■ Exercise description ■
The records sit below this line. Repeat all of them exactly.

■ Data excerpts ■
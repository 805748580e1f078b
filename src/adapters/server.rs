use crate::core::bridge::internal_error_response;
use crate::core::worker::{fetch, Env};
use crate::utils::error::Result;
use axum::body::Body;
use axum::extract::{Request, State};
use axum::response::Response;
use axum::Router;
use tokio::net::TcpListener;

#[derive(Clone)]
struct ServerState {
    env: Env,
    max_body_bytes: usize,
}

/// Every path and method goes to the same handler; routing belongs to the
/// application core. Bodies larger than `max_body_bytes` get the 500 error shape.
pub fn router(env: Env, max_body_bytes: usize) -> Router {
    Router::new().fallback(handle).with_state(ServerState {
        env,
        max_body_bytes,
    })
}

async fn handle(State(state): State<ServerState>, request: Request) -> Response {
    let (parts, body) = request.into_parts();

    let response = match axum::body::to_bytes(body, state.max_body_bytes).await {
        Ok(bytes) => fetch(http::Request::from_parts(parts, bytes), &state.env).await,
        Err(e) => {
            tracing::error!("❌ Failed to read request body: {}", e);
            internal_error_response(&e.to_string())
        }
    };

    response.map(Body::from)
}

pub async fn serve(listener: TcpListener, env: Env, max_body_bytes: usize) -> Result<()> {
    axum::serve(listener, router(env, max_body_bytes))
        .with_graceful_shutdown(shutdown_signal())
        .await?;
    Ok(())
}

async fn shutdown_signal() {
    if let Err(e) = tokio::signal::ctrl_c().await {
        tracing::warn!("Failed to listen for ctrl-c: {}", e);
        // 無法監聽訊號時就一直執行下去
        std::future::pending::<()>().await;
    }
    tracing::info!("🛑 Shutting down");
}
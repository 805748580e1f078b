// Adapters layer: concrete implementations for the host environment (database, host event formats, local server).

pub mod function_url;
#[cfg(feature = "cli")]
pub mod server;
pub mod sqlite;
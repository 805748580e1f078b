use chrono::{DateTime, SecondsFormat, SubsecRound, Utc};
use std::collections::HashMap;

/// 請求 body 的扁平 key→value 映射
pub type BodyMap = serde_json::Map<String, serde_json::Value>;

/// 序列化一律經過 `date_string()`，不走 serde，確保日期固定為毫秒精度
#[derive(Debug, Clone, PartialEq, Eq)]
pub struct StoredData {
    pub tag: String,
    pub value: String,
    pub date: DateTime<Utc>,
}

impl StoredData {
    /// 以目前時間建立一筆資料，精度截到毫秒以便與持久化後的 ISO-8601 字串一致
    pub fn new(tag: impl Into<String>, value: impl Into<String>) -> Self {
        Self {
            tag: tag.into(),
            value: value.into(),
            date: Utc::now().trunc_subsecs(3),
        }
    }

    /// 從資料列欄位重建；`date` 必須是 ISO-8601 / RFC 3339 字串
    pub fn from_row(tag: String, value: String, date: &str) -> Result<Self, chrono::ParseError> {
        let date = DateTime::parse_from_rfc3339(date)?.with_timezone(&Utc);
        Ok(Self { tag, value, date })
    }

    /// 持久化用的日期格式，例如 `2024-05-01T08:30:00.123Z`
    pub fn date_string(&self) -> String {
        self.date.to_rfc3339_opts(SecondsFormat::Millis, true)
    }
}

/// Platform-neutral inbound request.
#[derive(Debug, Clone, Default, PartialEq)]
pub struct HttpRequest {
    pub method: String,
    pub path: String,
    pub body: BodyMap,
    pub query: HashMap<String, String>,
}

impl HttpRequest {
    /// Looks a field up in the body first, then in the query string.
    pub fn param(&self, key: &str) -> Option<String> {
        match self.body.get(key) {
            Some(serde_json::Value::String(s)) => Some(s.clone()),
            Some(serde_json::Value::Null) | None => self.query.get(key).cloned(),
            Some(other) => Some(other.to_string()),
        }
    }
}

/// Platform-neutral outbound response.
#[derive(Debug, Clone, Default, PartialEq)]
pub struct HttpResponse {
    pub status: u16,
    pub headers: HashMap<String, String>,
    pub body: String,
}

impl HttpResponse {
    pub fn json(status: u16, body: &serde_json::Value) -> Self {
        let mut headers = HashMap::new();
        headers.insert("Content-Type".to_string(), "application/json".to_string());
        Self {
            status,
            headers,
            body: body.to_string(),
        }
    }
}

■ Solution for this problem ■
repository 805748580e1f078b
filename src/adapters/server.rs
use crate::core::bridge::internal_error_response;
use crate::core::worker::{fetch, Env};
use crate::utils::error::Result;
use axum::body::Body;
use axum::extract::{Request, State};
use axum::response::Response;
use axum::Router;
use tokio::net::TcpListener;

#[derive(Clone)]
struct ServerState {
    env: Env,
    max_body_bytes: usize,
}

/// Every path and method goes to the same handler; routing belongs to the
/// application core. Bodies larger than `max_body_bytes` get the 500 error shape.
pub fn router(env: Env, max_body_bytes: usize) -> Router {
    Router::new().fallback(handle).with_state(ServerState {
        env,
        max_body_bytes,
    })
}

async fn handle(State(state): State<ServerState>, request: Request) -> Response {
    let (parts, body) = request.into_parts();

    let response = match axum::body::to_bytes(body, state.max_body_bytes).await {
        Ok(bytes) => fetch(http::Request::from_parts(parts, bytes), &state.env).await,
        Err(e) => {
            tracing::error!("❌ Failed to read request body: {}", e);
            internal_error_response(&e.to_string())
        }
    };

    response.map(Body::from)
}

pub async fn serve(listener: TcpListener, env: Env, max_body_bytes: usize) -> Result<()> {
    axum::serve(listener, router(env, max_body_bytes))
        .with_graceful_shutdown(shutdown_signal())
        .await?;
    Ok(())
}

async fn shutdown_signal() {
    if let Err(e) = tokio::signal::ctrl_c().await {
        tracing::warn!("Failed to listen for ctrl-c: {}", e);
        // 無法監聽訊號時就一直執行下去
        std::future::pending::<()>().await;
    }
    tracing::info!("🛑 Shutting down");
}
repository 805748580e1f078b
// Adapters layer: concrete implementations for the host environment (database, host event formats, local server).

pub mod function_url;
#[cfg(feature = "cli")]
pub mod server;
pub mod sqlite;
repository 805748580e1f078b
use chrono::{DateTime, SecondsFormat, SubsecRound, Utc};
use std::collections::HashMap;

/// 請求 body 的扁平 key→value 映射
pub type BodyMap = serde_json::Map<String, serde_json::Value>;

/// 序列化一律經過 `date_string()`，不走 serde，確保日期固定為毫秒精度
#[derive(Debug, Clone, PartialEq, Eq)]
pub struct StoredData {
    pub tag: String,
    pub value: String,
    pub date: DateTime<Utc>,
}

impl StoredData {
    /// 以目前時間建立一筆資料，精度截到毫秒以便與持久化後的 ISO-8601 字串一致
    pub fn new(tag: impl Into<String>, value: impl Into<String>) -> Self {
        Self {
            tag: tag.into(),
            value: value.into(),
            date: Utc::now().trunc_subsecs(3),
        }
    }

    /// 從資料列欄位重建；`date` 必須是 ISO-8601 / RFC 3339 字串
    pub fn from_row(tag: String, value: String, date: &str) -> Result<Self, chrono::ParseError> {
        let date = DateTime::parse_from_rfc3339(date)?.with_timezone(&Utc);
        Ok(Self { tag, value, date })
    }

    /// 持久化用的日期格式，例如 `2024-05-01T08:30:00.123Z`
    pub fn date_string(&self) -> String {
        self.date.to_rfc3339_opts(SecondsFormat::Millis, true)
    }
}

/// Platform-neutral inbound request.
#[derive(Debug, Clone, Default, PartialEq)]
pub struct HttpRequest {
    pub method: String,
    pub path: String,
    pub body: BodyMap,
    pub query: HashMap<String, String>,
}

impl HttpRequest {
    /// Looks a field up in the body first, then in the query string.
    pub fn param(&self, key: &str) -> Option<String> {
        match self.body.get(key) {
            Some(serde_json::Value::String(s)) => Some(s.clone()),
            Some(serde_json::Value::Null) | None => self.query.get(key).cloned(),
            Some(other) => Some(other.to_string()),
        }
    }
}

/// Platform-neutral outbound response.
#[derive(Debug, Clone, Default, PartialEq)]
pub struct HttpResponse {
    pub status: u16,
    pub headers: HashMap<String, String>,
    pub body: String,
}

impl HttpResponse {
    pub fn json(status: u16, body: &serde_json::Value) -> Self {
        let mut headers = HashMap::new();
        headers.insert("Content-Type".to_string(), "application/json".to_string());
        Self {
            status,
            headers,
            body: body.to_string(),
        }
    }
}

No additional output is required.